In the wake of Columbine, some people who were prominent at the time - Newt Gingrich and Tom DeLay in particular - went on record blaming "liberalism" and the theory of evolution, respectively, for the events. While it might seem far better to pass over nonsense like this in silent derision, we should note that Gingrich, at least, is still appearing on television, still mouthing off. It might not be a bad idea on this tenth anniversary of these horrible events to ask him about his views in light of the information now available. While I doubt contrition would occur, it might be at least possible that he would admit the facts are far different from what we were given at the time.
What's most surprising about this detailed report is how unsurprising it all is. That one of the pair was a full-fledged psychopath, the other a clinically depressed youth, easily manipulated perhaps by his more flamboyant and intelligent partner makes far more sense than the whole "bullied-goths-and-gamers-getting-revenge" scenario. This latter fiction, created as much by a lack of facts and treating high school rumor and confession as having any merit at all, served only to confuse matters. The author of this summary is to be commended for putting in the public realm a wonderful summary of the reality behind the many myths of that very horrible day.
They weren't goths or loners.
The two teenagers who killed 13 people and themselves at suburban Denver's Columbine High School 10 years ago next week weren't in the "Trenchcoat Mafia," disaffected videogamers who wore cowboy dusters. The killings ignited a national debate over bullying, but the record now shows Eric Harris and Dylan Klebold hadn't been bullied — in fact, they had bragged in diaries about picking on freshmen and "fags."
--snip--
A decade after Harris and Klebold made Columbine a synonym for rage, new information — including several books that analyze the tragedy through diaries, e-mails, appointment books, videotape, police affidavits and interviews with witnesses, friends and survivors — indicate that much of what the public has been told about the shootings is wrong.
--snip--
What's left, after peeling away a decade of myths, is perhaps more comforting than the "good kids harassed into retaliation" narrative — or perhaps not.
It's a portrait of Harris and Klebold as a sort of In Cold Blood criminal duo — a deeply disturbed, suicidal pair who over more than a year psyched each other up for an Oklahoma City-style terrorist bombing, an apolitical, over-the-top revenge fantasy against years of snubs, slights and cruelties, real and imagined.
Along the way, they saved money from after-school jobs, took Advanced Placement classes, assembled a small arsenal and fooled everyone — friends, parents, teachers, psychologists, cops and judges.
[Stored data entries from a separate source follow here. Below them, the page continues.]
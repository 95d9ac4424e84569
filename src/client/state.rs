//! Client state management.

use std::collections::BTreeSet;
use std::time::Instant;

use crate::engine::{AnswerSlot, Outcome, QuestionBody, SubmittedAnswer};
use crate::protocol::{ClientMessage, QuestionView, USERNAME_MAX_LENGTH};

/// Current state of the client.
#[derive(Debug, Clone, Default)]
pub enum ClientState {
    /// Connecting to server.
    #[default]
    Connecting,

    /// Entering username.
    NameEntry {
        input: String,
        error: Option<String>,
    },

    /// Picking a quiz from the server's list.
    QuizSelect {
        username: String,
        quizzes: Vec<String>,
        selected: usize,
        error: Option<String>,
    },

    /// Answering an attempt.
    Quiz(Attempt),

    /// Viewing a scored attempt.
    Results {
        username: String,
        quiz: String,
        score: usize,
        total: usize,
        outcomes: Vec<Outcome>,
        reselected: bool,
        scroll: usize,
    },

    /// Disconnected from server.
    Disconnected { message: String },
}

impl ClientState {
    /// Create a new name entry state.
    pub fn name_entry() -> Self {
        Self::NameEntry {
            input: String::new(),
            error: None,
        }
    }

    /// Create a quiz selection state waiting for the list.
    pub fn quiz_select(username: String) -> Self {
        Self::QuizSelect {
            username,
            quizzes: Vec::new(),
            selected: 0,
            error: None,
        }
    }

    /// Create a disconnected state.
    pub fn disconnected(message: String) -> Self {
        Self::Disconnected { message }
    }

    /// Get the username if available.
    pub fn username(&self) -> Option<&str> {
        match self {
            Self::QuizSelect { username, .. } | Self::Results { username, .. } => {
                Some(username.as_str())
            }
            Self::Quiz(attempt) => Some(attempt.username.as_str()),
            _ => None,
        }
    }
}

/// The player's answer so far for one question.
#[derive(Debug, Clone, PartialEq, Eq)]
pub enum Draft {
    SingleChoice(Option<String>),
    MultiChoice(BTreeSet<usize>),
    Word(String),
    Unanswerable,
}

impl Draft {
    fn for_body(body: &QuestionBody) -> Self {
        match body {
            QuestionBody::SingleChoice { .. } => Draft::SingleChoice(None),
            QuestionBody::MultiChoice { .. } => Draft::MultiChoice(BTreeSet::new()),
            QuestionBody::Word => Draft::Word(String::new()),
            QuestionBody::Unsupported { .. } => Draft::Unanswerable,
        }
    }

    fn to_answer(&self) -> Option<SubmittedAnswer> {
        match self {
            Draft::SingleChoice(label) => Some(SubmittedAnswer::SingleChoice {
                label: label.clone(),
            }),
            Draft::MultiChoice(indices) => Some(SubmittedAnswer::MultiChoice {
                indices: indices.clone(),
            }),
            Draft::Word(text) => Some(SubmittedAnswer::Word { text: text.clone() }),
            Draft::Unanswerable => None,
        }
    }

    pub fn is_answered(&self) -> bool {
        match self {
            Draft::SingleChoice(label) => label.is_some(),
            Draft::MultiChoice(indices) => !indices.is_empty(),
            Draft::Word(text) => !text.trim().is_empty(),
            Draft::Unanswerable => false,
        }
    }
}

/// An attempt as received from the server, plus the player's drafts.
#[derive(Debug, Clone)]
pub struct Attempt {
    pub username: String,
    pub quiz: String,
    pub title: String,
    /// Selection list, sent back untouched.
    pub selection: String,
    pub questions: Vec<QuestionView>,
    pub drafts: Vec<Draft>,
    pub current: usize,
    /// Highlighted option of the current choice question.
    pub cursor: usize,
    pub started_at: Instant,
    /// Waiting for the server to score the submission.
    pub submitted: bool,
    pub error: Option<String>,
}

impl Attempt {
    pub fn new(
        username: String,
        quiz: String,
        title: String,
        selection: String,
        questions: Vec<QuestionView>,
    ) -> Self {
        let drafts = questions.iter().map(|q| Draft::for_body(&q.body)).collect();
        Self {
            username,
            quiz,
            title,
            selection,
            questions,
            drafts,
            current: 0,
            cursor: 0,
            started_at: Instant::now(),
            submitted: false,
            error: None,
        }
    }

    pub fn current_question(&self) -> Option<&QuestionView> {
        self.questions.get(self.current)
    }

    pub fn current_draft(&self) -> Option<&Draft> {
        self.drafts.get(self.current)
    }

    pub fn is_last(&self) -> bool {
        self.current + 1 >= self.questions.len()
    }

    pub fn answered_count(&self) -> usize {
        self.drafts.iter().filter(|d| d.is_answered()).count()
    }

    fn option_count(&self) -> usize {
        self.current_question()
            .map(|q| q.body.option_count())
            .unwrap_or(0)
    }

    pub fn next_question(&mut self) {
        if !self.is_last() {
            self.current += 1;
            self.cursor = 0;
        }
    }

    pub fn previous_question(&mut self) {
        if self.current > 0 {
            self.current -= 1;
            self.cursor = 0;
        }
    }

    pub fn cursor_down(&mut self) {
        let count = self.option_count();
        if count > 0 {
            self.cursor = (self.cursor + 1) % count;
        }
    }

    pub fn cursor_up(&mut self) {
        let count = self.option_count();
        if count > 0 {
            self.cursor = (self.cursor + count - 1) % count;
        }
    }

    /// Pick the highlighted option, or toggle it on a multiple choice question.
    pub fn choose(&mut self) {
        let Some(question) = self.questions.get(self.current) else {
            return;
        };
        let Some(draft) = self.drafts.get_mut(self.current) else {
            return;
        };

        match (&question.body, draft) {
            (QuestionBody::SingleChoice { options }, Draft::SingleChoice(label)) => {
                if let Some(option) = options.get(self.cursor) {
                    *label = Some(option.label.clone());
                }
            }
            (QuestionBody::MultiChoice { options }, Draft::MultiChoice(indices)) => {
                if self.cursor < options.len() && !indices.remove(&self.cursor) {
                    indices.insert(self.cursor);
                }
            }
            _ => {}
        }
    }

    /// Whether the current question takes typed text.
    pub fn is_typing(&self) -> bool {
        matches!(self.current_draft(), Some(Draft::Word(_)))
    }

    pub fn type_char(&mut self, c: char) {
        if let Some(Draft::Word(text)) = self.drafts.get_mut(self.current) {
            text.push(c);
        }
    }

    pub fn backspace(&mut self) {
        if let Some(Draft::Word(text)) = self.drafts.get_mut(self.current) {
            text.pop();
        }
    }

    /// Build the submission, carrying back every answer key.
    pub fn submit(&mut self) -> Option<ClientMessage> {
        if self.submitted {
            return None;
        }
        self.submitted = true;
        self.error = None;

        let answers = self
            .questions
            .iter()
            .zip(&self.drafts)
            .filter_map(|(question, draft)| {
                Some(AnswerSlot {
                    position: question.position,
                    answer_key: question.answer_key.clone(),
                    answer: draft.to_answer()?,
                })
            })
            .collect();

        Some(ClientMessage::SubmitQuiz {
            quiz: self.quiz.clone(),
            selection: Some(self.selection.clone()),
            answers,
            elapsed_seconds: Some(self.started_at.elapsed().as_secs()),
        })
    }
}

/// Client application state.
pub struct ClientApp {
    /// Current state.
    pub state: ClientState,
    /// Server host.
    pub host: String,
    /// Server port.
    pub port: u16,
    /// Whether the client should quit.
    pub should_quit: bool,
}

impl ClientApp {
    /// Create a new client app.
    pub fn new(host: String, port: u16) -> Self {
        Self {
            state: ClientState::Connecting,
            host,
            port,
            should_quit: false,
        }
    }

    /// Get the server address string.
    pub fn server_addr(&self) -> String {
        format!("{}:{}", self.host, self.port)
    }

    /// Move to name entry state.
    pub fn enter_name_entry(&mut self) {
        self.state = ClientState::name_entry();
    }

    /// Move to quiz selection.
    pub fn enter_quiz_select(&mut self, username: String) {
        self.state = ClientState::quiz_select(username);
    }

    /// Fill the quiz list.
    pub fn set_quizzes(&mut self, list: Vec<String>) {
        if let ClientState::QuizSelect {
            quizzes,
            selected,
            error,
            ..
        } = &mut self.state
        {
            *selected = (*selected).min(list.len().saturating_sub(1));
            *quizzes = list;
            *error = None;
        }
    }

    pub fn select_next_quiz(&mut self) {
        if let ClientState::QuizSelect {
            quizzes, selected, ..
        } = &mut self.state
        {
            if !quizzes.is_empty() {
                *selected = (*selected + 1) % quizzes.len();
            }
        }
    }

    pub fn select_previous_quiz(&mut self) {
        if let ClientState::QuizSelect {
            quizzes, selected, ..
        } = &mut self.state
        {
            if !quizzes.is_empty() {
                *selected = (*selected + quizzes.len() - 1) % quizzes.len();
            }
        }
    }

    /// Name of the highlighted quiz.
    pub fn selected_quiz(&self) -> Option<&str> {
        if let ClientState::QuizSelect {
            quizzes, selected, ..
        } = &self.state
        {
            quizzes.get(*selected).map(String::as_str)
        } else {
            None
        }
    }

    /// Begin answering a rendered attempt.
    pub fn start_attempt(
        &mut self,
        quiz: String,
        title: String,
        selection: String,
        questions: Vec<QuestionView>,
    ) {
        let username = self.state.username().unwrap_or_default().to_string();
        self.state = ClientState::Quiz(Attempt::new(username, quiz, title, selection, questions));
    }

    pub fn attempt_mut(&mut self) -> Option<&mut Attempt> {
        if let ClientState::Quiz(attempt) = &mut self.state {
            Some(attempt)
        } else {
            None
        }
    }

    /// Move to results state.
    pub fn enter_results(
        &mut self,
        quiz: String,
        score: usize,
        total: usize,
        outcomes: Vec<Outcome>,
        reselected: bool,
    ) {
        let username = self.state.username().unwrap_or_default().to_string();
        self.state = ClientState::Results {
            username,
            quiz,
            score,
            total,
            outcomes,
            reselected,
            scroll: 0,
        };
    }

    /// Go back to picking a quiz; the caller asks for a fresh list.
    pub fn back_to_quiz_select(&mut self) {
        let username = self.state.username().unwrap_or_default().to_string();
        self.state = ClientState::quiz_select(username);
    }

    /// Show a server error where the player will see it.
    pub fn show_error(&mut self, message: String) {
        match &mut self.state {
            ClientState::Quiz(attempt) => {
                attempt.submitted = false;
                attempt.error = Some(message);
            }
            ClientState::QuizSelect { error, .. } => *error = Some(message),
            ClientState::NameEntry { error, .. } => *error = Some(message),
            _ => {}
        }
    }

    /// Move to disconnected state.
    pub fn disconnect(&mut self, message: String) {
        self.state = ClientState::disconnected(message);
    }

    /// Scroll results down.
    pub fn scroll_results_down(&mut self) {
        if let ClientState::Results {
            scroll, outcomes, ..
        } = &mut self.state
        {
            let max_scroll = outcomes.len().saturating_sub(1);
            *scroll = (*scroll + 1).min(max_scroll);
        }
    }

    /// Scroll results up.
    pub fn scroll_results_up(&mut self) {
        if let ClientState::Results { scroll, .. } = &mut self.state {
            *scroll = scroll.saturating_sub(1);
        }
    }

    /// Add a character to name input.
    pub fn name_input_push(&mut self, c: char) {
        if let ClientState::NameEntry { input, .. } = &mut self.state {
            if input.chars().count() < USERNAME_MAX_LENGTH {
                input.push(c);
            }
        }
    }

    /// Remove a character from name input.
    pub fn name_input_pop(&mut self) {
        if let ClientState::NameEntry { input, .. } = &mut self.state {
            input.pop();
        }
    }

    /// Get name input value.
    pub fn name_input(&self) -> &str {
        if let ClientState::NameEntry { input, .. } = &self.state {
            input
        } else {
            ""
        }
    }

    /// Clear name entry error.
    pub fn clear_name_error(&mut self) {
        if let ClientState::NameEntry { error, .. } = &mut self.state {
            *error = None;
        }
    }
}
"These are not ordinary kids who were bullied into retaliation," psychologist Peter Langman writes in his new book, Why Kids Kill: Inside the Minds of School Shooters. "These are not ordinary kids who played too many video games. These are not ordinary kids who just wanted to be famous. These are simply not ordinary kids. These are kids with serious psychological problems."
--snip--
At the time, Columbine became a kind of giant national Rorschach test. Observers saw its genesis in just about everything: lax parenting, lax gun laws, progressive schooling, repressive school culture, violent video games, antidepressant drugs and rock 'n' roll, for starters.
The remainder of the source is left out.